** SOURCE INFORMATION **
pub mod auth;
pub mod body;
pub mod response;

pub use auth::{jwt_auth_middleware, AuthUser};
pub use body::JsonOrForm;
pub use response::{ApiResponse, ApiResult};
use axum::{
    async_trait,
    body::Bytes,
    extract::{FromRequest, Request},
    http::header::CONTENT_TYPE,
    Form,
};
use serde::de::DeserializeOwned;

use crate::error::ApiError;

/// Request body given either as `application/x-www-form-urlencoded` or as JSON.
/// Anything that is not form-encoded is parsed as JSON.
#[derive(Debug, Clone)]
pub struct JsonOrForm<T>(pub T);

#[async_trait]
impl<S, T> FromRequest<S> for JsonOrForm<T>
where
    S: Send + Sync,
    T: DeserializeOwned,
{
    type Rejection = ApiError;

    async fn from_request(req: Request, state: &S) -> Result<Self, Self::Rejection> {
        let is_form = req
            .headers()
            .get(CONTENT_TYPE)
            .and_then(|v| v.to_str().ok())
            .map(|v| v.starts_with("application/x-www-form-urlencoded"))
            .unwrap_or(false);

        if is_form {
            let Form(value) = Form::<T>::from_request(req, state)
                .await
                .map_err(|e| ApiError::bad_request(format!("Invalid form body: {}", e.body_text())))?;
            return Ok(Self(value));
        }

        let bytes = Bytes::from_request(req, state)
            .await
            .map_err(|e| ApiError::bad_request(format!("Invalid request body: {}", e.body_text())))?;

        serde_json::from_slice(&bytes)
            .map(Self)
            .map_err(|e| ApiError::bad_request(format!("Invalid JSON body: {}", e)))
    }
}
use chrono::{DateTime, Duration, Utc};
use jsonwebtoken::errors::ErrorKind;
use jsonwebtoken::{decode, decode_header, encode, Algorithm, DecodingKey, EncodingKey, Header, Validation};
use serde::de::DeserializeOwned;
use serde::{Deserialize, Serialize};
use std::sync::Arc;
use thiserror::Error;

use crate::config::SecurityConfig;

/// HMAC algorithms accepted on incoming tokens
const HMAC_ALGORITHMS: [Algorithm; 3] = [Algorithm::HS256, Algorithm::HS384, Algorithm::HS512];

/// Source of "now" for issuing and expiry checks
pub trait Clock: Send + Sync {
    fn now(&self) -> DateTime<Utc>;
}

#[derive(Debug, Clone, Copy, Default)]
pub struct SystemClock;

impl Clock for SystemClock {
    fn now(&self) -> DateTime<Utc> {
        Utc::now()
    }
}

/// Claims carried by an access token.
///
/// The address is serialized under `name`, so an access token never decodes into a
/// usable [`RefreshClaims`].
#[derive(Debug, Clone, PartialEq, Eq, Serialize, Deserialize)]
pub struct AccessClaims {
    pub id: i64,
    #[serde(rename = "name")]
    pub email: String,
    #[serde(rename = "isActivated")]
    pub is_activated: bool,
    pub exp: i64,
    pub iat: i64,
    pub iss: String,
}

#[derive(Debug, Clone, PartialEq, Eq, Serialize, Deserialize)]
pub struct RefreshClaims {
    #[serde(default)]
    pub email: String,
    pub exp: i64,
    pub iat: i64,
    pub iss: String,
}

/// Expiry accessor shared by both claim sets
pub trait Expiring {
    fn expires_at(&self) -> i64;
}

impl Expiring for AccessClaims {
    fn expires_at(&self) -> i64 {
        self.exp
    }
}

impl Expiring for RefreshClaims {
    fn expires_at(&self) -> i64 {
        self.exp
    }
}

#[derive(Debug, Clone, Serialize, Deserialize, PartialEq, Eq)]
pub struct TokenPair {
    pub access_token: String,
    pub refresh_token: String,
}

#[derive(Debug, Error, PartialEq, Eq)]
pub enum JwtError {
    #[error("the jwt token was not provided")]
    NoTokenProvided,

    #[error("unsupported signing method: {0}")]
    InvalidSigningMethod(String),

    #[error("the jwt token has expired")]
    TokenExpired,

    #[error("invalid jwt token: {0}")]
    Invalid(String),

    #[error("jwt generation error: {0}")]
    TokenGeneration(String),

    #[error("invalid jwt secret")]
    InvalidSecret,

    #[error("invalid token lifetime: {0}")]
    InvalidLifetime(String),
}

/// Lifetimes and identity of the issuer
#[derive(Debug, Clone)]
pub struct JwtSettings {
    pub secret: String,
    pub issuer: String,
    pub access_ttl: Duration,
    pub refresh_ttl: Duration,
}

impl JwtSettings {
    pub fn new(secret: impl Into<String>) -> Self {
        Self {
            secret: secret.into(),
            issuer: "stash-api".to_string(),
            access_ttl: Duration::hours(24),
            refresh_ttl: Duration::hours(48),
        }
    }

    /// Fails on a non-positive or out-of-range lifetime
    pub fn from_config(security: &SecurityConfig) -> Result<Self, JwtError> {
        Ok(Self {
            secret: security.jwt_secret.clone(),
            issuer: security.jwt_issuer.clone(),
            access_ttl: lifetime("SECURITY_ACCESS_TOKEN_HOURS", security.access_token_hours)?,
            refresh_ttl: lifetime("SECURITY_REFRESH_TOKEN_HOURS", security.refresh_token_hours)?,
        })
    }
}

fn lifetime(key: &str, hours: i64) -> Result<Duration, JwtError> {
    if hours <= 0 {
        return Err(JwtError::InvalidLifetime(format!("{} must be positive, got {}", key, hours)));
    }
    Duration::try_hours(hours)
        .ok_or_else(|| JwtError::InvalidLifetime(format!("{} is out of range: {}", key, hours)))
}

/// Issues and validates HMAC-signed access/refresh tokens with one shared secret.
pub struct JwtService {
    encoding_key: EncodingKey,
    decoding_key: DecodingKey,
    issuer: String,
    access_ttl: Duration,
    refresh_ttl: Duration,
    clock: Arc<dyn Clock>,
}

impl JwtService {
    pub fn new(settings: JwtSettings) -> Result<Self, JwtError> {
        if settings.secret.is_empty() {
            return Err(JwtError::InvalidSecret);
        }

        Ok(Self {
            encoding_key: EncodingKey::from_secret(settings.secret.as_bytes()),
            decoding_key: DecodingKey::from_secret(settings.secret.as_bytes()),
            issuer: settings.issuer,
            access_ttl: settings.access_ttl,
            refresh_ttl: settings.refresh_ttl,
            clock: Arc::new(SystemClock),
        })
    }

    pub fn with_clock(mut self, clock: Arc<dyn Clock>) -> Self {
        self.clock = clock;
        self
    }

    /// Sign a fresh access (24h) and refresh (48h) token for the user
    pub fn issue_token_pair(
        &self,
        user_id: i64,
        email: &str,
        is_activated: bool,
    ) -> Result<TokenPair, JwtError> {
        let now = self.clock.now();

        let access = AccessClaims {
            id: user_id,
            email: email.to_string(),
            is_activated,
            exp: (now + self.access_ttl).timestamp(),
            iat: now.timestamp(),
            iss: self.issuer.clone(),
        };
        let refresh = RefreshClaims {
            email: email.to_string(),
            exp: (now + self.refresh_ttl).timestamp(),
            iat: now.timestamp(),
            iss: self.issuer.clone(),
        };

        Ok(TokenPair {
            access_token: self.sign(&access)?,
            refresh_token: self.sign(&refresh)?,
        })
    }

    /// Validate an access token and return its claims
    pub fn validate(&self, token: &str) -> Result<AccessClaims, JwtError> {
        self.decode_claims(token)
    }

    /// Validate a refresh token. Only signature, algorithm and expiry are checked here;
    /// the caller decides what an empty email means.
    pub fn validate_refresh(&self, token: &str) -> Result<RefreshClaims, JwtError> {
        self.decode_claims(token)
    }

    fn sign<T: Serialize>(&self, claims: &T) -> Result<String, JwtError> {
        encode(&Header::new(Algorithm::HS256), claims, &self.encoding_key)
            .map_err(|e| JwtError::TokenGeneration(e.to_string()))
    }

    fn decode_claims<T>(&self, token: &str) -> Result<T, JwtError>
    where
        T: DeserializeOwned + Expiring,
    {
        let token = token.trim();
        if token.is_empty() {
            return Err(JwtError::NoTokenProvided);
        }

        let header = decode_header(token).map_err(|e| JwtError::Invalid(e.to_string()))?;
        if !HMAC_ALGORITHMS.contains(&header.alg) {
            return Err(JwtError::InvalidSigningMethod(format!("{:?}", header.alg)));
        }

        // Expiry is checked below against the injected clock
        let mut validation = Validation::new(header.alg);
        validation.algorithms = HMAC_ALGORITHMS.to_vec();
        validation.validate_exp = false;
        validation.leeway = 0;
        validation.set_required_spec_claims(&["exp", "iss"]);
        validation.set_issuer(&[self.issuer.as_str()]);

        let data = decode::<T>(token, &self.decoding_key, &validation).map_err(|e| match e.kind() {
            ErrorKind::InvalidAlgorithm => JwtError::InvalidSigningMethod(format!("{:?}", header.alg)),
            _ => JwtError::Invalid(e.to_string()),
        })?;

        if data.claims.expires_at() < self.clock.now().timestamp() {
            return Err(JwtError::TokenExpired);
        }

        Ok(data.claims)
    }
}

** ACTION ITEM **
Reply with every line of the listing that has the string "InvalidLifetime".

** TASK RESPONSE **
    InvalidLifetime(String),
        return Err(JwtError::InvalidLifetime(format!("{} must be positive, got {}", key, hours)));
        .ok_or_else(|| JwtError::InvalidLifetime(format!("{} is out of range: {}", key, hours)))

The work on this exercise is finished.